Input data:
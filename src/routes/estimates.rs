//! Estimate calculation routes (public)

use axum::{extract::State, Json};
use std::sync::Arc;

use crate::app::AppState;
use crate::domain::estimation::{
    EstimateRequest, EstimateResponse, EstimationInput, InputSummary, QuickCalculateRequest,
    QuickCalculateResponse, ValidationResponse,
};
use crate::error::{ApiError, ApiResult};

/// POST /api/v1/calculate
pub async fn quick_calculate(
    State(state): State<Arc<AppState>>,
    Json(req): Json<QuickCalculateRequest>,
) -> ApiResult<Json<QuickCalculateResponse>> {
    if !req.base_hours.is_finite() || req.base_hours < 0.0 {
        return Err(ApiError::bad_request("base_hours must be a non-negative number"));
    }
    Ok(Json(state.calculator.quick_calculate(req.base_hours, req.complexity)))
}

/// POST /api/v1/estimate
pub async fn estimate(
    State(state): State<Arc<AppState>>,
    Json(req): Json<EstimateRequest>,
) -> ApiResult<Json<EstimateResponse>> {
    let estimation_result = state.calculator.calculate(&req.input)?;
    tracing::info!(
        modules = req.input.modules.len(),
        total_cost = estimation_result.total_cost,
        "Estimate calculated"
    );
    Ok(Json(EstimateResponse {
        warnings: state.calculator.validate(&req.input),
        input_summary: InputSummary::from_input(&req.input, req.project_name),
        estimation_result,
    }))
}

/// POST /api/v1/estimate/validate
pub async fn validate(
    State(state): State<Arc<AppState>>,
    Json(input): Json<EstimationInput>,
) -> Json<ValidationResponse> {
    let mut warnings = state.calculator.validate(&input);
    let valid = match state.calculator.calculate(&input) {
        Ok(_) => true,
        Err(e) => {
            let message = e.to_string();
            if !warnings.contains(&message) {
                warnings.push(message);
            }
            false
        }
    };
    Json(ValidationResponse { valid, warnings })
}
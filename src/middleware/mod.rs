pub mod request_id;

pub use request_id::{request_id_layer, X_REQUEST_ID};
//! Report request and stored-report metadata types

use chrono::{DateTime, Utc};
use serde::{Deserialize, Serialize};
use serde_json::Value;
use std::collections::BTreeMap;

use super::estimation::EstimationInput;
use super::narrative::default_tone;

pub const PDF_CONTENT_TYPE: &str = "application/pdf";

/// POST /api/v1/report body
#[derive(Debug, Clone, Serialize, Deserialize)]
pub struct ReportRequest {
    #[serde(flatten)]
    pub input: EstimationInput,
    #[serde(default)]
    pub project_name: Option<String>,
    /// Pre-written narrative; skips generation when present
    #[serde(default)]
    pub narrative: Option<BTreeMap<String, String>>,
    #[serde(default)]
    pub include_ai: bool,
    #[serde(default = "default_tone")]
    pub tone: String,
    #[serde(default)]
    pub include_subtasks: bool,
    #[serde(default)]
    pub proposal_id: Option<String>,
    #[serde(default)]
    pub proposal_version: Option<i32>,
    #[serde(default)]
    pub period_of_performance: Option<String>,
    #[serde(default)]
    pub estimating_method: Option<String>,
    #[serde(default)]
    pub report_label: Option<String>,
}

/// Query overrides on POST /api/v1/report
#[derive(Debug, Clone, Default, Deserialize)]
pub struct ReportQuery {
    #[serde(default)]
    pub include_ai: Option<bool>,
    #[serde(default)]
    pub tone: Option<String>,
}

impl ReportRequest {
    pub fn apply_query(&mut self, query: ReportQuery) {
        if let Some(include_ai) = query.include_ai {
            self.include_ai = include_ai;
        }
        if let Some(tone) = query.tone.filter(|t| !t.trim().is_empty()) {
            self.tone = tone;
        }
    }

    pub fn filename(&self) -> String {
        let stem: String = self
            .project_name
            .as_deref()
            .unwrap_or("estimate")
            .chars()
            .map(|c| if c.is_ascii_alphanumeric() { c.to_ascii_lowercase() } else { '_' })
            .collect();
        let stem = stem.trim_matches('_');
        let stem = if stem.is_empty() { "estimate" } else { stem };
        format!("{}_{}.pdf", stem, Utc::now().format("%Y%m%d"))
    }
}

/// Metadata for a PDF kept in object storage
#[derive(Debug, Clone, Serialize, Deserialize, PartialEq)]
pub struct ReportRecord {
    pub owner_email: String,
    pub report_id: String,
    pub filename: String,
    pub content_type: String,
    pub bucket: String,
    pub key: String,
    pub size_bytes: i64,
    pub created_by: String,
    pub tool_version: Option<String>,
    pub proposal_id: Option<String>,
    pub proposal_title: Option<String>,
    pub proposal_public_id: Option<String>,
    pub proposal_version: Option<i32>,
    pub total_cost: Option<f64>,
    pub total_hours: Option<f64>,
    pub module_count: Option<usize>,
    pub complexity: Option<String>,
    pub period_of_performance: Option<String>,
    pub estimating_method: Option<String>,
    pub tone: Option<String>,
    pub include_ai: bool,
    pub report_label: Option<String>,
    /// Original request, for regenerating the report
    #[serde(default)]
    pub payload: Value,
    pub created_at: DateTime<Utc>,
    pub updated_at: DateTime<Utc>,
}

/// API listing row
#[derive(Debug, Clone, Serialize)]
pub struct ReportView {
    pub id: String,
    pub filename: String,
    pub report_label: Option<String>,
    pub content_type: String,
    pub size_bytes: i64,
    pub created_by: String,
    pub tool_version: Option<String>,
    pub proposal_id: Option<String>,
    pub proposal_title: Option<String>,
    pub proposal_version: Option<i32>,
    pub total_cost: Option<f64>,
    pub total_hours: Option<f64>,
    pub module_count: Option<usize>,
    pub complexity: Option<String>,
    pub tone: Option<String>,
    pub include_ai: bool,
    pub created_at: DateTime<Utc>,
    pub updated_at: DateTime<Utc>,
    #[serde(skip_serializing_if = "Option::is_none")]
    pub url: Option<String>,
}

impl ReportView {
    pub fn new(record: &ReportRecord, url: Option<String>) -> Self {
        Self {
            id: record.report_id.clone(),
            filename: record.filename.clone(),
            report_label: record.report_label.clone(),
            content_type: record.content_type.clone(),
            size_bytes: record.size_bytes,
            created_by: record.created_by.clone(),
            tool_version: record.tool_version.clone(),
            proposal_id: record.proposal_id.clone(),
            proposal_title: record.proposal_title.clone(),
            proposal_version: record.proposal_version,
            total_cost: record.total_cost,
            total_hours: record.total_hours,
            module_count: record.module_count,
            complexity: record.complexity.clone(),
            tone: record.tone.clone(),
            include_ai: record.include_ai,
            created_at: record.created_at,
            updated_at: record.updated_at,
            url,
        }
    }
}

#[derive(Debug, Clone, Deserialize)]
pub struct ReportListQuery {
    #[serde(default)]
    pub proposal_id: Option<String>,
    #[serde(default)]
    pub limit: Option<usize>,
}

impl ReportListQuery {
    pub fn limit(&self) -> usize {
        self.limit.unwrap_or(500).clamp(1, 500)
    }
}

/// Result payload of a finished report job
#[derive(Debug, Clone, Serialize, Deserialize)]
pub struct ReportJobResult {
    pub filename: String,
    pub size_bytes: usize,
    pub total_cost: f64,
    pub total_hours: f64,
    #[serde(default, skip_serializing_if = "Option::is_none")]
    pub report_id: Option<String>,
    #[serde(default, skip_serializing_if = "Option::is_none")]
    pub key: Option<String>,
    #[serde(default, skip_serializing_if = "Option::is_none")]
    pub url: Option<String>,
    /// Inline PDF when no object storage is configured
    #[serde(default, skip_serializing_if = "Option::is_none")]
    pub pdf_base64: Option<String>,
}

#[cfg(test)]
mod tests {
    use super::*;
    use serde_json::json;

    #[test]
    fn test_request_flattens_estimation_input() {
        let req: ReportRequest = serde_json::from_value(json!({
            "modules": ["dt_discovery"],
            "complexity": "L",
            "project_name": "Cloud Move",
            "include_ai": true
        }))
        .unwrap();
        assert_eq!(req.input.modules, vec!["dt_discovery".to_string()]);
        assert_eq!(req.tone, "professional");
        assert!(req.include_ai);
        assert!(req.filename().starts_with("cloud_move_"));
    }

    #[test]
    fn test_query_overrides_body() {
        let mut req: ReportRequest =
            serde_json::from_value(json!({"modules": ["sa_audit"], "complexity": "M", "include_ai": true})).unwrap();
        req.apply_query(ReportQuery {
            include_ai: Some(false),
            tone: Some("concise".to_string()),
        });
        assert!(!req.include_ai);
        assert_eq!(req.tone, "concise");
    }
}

---

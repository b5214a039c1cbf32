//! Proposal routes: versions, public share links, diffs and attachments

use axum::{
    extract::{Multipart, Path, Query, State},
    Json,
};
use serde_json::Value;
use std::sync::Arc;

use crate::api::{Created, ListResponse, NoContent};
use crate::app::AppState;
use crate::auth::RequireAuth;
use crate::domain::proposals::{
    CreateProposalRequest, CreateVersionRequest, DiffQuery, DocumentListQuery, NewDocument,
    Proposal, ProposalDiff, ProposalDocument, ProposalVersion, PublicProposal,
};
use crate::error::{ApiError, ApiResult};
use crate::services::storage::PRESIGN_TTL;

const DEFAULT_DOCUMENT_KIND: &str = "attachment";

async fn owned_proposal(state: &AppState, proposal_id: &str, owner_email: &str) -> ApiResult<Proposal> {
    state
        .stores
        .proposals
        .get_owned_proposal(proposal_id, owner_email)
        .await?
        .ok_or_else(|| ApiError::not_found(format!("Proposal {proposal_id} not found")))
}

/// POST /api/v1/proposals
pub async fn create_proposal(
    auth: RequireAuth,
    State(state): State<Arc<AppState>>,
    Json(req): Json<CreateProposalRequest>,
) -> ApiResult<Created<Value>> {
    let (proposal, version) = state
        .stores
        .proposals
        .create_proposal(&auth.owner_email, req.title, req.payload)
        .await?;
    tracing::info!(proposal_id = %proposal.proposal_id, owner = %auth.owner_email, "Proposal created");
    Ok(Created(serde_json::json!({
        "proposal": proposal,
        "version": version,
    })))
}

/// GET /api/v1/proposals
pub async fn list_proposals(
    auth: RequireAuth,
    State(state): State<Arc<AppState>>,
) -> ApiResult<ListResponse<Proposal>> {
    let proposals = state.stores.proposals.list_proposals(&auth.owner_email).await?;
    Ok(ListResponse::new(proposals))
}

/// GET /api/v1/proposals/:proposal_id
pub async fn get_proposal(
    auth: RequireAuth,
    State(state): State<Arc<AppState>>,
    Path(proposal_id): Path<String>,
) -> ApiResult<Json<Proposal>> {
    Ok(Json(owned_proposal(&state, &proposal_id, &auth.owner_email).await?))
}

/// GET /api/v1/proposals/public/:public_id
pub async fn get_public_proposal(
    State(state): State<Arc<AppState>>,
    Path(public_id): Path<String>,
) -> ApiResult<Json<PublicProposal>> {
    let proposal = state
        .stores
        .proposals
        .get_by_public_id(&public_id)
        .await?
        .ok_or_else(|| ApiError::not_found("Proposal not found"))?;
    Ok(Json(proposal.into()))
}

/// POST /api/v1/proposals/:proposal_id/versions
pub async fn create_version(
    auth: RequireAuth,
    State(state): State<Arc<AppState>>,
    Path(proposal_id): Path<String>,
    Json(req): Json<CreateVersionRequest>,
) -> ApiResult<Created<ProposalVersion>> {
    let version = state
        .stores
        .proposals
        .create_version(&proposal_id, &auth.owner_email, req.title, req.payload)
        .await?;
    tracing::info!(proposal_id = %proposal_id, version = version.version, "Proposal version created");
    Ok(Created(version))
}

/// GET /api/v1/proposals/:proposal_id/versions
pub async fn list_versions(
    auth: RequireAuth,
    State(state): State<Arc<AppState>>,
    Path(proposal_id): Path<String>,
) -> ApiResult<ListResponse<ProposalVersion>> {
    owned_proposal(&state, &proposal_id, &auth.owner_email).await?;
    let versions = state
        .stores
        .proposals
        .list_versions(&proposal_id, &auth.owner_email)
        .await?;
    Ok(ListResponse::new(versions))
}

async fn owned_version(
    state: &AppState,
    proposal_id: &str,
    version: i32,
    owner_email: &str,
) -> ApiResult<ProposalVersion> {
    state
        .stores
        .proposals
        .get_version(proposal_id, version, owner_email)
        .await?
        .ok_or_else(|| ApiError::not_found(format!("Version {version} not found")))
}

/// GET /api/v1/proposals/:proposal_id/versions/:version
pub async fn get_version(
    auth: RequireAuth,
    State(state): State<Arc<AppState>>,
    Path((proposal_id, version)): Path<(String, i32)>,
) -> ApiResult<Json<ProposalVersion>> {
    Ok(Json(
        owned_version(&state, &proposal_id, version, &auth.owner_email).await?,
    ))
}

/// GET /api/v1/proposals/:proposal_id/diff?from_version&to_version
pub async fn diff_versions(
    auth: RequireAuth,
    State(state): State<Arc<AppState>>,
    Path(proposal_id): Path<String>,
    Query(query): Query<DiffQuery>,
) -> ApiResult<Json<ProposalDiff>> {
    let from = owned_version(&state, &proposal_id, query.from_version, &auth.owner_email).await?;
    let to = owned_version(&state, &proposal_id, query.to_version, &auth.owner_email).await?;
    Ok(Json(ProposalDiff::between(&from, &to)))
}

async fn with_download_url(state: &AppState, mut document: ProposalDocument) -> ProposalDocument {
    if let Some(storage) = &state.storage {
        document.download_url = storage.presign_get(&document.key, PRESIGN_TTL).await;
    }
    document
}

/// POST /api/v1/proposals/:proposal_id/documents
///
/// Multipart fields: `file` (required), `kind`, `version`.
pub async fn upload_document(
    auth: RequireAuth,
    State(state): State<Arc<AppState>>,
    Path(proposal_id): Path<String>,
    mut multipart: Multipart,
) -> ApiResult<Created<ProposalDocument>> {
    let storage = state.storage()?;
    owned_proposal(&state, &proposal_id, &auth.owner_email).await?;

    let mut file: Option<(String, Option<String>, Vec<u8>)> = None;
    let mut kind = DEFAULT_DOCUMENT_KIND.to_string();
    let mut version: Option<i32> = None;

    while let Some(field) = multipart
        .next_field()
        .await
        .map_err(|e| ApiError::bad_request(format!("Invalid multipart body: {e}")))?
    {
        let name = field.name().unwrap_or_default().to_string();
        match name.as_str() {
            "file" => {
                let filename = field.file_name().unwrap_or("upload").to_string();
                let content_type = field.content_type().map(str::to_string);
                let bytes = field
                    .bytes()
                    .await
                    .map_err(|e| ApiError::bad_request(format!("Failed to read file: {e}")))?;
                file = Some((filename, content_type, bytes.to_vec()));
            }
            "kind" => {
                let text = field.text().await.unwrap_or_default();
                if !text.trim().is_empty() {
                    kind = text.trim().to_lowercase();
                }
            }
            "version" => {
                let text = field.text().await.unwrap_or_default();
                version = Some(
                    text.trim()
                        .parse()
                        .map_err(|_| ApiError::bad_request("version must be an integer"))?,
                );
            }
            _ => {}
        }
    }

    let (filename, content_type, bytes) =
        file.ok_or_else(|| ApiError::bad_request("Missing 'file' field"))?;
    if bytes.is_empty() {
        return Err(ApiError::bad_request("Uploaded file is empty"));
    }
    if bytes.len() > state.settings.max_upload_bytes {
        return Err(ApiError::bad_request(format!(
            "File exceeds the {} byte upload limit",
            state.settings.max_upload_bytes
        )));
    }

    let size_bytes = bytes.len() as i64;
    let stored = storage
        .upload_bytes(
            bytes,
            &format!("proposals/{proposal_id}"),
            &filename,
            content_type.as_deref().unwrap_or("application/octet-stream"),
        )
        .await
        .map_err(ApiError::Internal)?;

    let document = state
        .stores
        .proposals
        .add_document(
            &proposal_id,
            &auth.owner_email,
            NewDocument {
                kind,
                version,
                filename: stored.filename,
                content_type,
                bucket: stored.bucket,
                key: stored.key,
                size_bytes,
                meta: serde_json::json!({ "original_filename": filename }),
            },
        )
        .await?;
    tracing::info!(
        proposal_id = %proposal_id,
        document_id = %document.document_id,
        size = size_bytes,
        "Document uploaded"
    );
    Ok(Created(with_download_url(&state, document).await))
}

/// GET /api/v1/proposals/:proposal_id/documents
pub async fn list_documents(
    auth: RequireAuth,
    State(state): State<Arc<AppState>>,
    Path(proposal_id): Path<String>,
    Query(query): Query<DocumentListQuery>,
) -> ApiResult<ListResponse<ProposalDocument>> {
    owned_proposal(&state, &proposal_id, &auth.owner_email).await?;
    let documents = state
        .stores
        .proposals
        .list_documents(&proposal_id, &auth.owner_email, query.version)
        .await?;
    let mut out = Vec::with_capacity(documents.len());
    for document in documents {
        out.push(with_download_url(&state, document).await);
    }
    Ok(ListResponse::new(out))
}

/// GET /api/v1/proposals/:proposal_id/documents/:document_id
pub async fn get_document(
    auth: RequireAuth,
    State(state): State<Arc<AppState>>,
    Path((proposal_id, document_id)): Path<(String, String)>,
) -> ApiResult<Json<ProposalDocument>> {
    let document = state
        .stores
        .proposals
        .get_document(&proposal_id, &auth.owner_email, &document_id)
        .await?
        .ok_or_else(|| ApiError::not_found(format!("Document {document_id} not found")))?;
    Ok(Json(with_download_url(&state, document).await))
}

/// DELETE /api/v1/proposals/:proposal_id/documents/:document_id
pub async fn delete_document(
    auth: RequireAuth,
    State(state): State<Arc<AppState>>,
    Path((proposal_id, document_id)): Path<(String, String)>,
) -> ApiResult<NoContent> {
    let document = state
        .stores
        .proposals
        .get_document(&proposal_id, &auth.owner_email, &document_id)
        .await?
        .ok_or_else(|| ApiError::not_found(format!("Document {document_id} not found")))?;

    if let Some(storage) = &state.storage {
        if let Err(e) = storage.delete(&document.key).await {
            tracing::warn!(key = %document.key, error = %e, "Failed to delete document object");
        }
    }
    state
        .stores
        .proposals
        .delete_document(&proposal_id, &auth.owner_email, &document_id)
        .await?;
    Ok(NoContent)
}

* * *

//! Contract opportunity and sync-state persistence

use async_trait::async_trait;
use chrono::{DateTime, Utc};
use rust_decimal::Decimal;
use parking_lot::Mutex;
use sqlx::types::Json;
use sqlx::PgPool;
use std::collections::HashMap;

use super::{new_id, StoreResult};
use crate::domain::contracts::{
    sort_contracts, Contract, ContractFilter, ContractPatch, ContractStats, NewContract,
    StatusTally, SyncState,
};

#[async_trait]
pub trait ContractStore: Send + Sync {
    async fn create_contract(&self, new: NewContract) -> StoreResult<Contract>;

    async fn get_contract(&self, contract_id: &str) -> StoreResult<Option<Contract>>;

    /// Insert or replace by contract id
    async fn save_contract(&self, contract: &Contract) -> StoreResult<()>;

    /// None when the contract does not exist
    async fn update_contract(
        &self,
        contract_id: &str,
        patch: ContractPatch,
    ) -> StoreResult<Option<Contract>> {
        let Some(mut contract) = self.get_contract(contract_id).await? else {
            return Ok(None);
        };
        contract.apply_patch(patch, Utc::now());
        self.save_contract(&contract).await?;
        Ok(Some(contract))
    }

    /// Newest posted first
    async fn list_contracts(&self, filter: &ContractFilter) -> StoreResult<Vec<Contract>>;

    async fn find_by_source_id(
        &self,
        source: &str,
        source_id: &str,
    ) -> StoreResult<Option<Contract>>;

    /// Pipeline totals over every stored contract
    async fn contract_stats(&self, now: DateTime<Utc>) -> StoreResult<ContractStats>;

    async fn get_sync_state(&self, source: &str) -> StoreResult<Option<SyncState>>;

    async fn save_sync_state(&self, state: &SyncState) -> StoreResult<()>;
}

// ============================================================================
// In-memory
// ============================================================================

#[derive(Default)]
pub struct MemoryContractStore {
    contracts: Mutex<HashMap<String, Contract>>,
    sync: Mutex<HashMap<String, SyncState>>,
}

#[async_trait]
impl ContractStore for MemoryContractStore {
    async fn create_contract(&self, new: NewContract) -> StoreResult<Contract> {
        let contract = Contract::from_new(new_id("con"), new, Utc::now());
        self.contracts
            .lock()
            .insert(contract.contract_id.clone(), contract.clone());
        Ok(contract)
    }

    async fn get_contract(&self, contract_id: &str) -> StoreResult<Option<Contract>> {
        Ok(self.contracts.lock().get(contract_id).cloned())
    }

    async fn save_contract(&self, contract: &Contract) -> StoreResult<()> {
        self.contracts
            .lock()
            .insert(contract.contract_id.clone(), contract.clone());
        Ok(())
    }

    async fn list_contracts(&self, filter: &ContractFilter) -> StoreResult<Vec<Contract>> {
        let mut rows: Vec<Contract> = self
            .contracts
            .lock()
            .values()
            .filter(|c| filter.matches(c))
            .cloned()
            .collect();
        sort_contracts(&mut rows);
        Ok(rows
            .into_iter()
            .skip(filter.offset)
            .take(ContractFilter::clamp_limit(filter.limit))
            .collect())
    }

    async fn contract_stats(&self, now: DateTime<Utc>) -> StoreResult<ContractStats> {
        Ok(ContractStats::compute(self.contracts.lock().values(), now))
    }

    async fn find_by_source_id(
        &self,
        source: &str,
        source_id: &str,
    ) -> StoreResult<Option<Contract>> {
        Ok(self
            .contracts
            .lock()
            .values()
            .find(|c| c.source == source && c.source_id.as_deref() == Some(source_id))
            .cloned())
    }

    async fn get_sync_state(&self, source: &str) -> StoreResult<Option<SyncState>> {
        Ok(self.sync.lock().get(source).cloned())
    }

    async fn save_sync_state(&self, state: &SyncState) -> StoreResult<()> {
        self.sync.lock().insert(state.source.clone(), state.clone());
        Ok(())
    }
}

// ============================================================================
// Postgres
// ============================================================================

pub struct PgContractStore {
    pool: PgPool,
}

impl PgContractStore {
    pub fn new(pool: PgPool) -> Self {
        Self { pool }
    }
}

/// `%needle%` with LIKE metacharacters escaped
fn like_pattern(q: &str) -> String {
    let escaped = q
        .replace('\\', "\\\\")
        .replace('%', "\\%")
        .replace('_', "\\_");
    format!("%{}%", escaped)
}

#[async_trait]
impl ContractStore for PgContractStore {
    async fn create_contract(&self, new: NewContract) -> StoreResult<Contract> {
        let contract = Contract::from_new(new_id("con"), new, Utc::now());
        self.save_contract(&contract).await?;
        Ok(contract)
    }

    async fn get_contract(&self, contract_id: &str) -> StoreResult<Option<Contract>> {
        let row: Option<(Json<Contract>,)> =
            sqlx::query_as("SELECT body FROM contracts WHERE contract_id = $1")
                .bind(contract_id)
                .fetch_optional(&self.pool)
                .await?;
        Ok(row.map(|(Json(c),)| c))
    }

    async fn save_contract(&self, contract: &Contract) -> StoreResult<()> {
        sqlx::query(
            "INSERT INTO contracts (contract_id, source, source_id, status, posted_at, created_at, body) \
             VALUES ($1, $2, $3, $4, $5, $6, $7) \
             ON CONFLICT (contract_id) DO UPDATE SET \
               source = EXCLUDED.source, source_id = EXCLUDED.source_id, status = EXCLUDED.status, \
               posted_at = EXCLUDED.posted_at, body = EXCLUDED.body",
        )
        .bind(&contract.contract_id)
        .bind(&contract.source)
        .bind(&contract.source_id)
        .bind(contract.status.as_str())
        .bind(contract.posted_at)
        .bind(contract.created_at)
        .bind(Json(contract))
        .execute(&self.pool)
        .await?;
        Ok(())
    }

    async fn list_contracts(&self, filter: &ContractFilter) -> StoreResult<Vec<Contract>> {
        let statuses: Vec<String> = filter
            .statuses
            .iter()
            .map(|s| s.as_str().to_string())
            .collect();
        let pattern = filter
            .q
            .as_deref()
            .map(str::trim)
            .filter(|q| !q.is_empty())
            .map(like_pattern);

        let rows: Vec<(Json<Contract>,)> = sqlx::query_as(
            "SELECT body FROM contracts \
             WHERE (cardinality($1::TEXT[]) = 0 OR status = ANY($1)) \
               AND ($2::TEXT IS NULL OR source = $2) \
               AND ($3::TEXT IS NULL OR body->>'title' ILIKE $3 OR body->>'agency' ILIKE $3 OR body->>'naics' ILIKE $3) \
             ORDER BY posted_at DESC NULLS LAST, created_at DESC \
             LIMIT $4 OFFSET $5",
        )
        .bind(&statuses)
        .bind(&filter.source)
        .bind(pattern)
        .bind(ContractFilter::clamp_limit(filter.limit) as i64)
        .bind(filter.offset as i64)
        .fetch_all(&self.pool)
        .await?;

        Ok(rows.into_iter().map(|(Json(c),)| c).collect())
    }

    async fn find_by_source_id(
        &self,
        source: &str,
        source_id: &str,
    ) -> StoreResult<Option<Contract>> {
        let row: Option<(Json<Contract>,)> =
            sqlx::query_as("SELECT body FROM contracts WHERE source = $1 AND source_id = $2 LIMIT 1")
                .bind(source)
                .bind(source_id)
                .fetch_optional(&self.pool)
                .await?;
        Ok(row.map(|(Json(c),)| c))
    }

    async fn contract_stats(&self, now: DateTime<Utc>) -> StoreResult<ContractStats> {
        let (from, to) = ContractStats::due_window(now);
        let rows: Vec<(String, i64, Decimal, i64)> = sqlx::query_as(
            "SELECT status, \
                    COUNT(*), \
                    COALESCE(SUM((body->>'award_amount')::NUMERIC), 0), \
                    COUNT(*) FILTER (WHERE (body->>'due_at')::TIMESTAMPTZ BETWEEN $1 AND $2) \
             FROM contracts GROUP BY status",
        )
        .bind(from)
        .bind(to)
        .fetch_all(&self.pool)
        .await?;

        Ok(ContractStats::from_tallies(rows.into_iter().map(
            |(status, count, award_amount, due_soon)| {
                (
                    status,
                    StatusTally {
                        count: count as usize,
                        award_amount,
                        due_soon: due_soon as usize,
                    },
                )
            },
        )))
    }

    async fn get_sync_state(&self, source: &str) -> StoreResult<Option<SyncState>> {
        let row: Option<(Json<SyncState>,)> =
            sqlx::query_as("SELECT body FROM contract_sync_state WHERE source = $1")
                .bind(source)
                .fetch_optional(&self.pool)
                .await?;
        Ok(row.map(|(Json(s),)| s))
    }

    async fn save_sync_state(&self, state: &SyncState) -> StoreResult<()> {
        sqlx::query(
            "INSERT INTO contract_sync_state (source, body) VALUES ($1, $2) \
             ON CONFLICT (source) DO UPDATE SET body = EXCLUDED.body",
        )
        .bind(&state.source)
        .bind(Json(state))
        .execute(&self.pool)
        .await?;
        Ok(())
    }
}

About this exercise:
Using the material above, work out how many lines contain the string "return". Give that number alone.

Solution:
4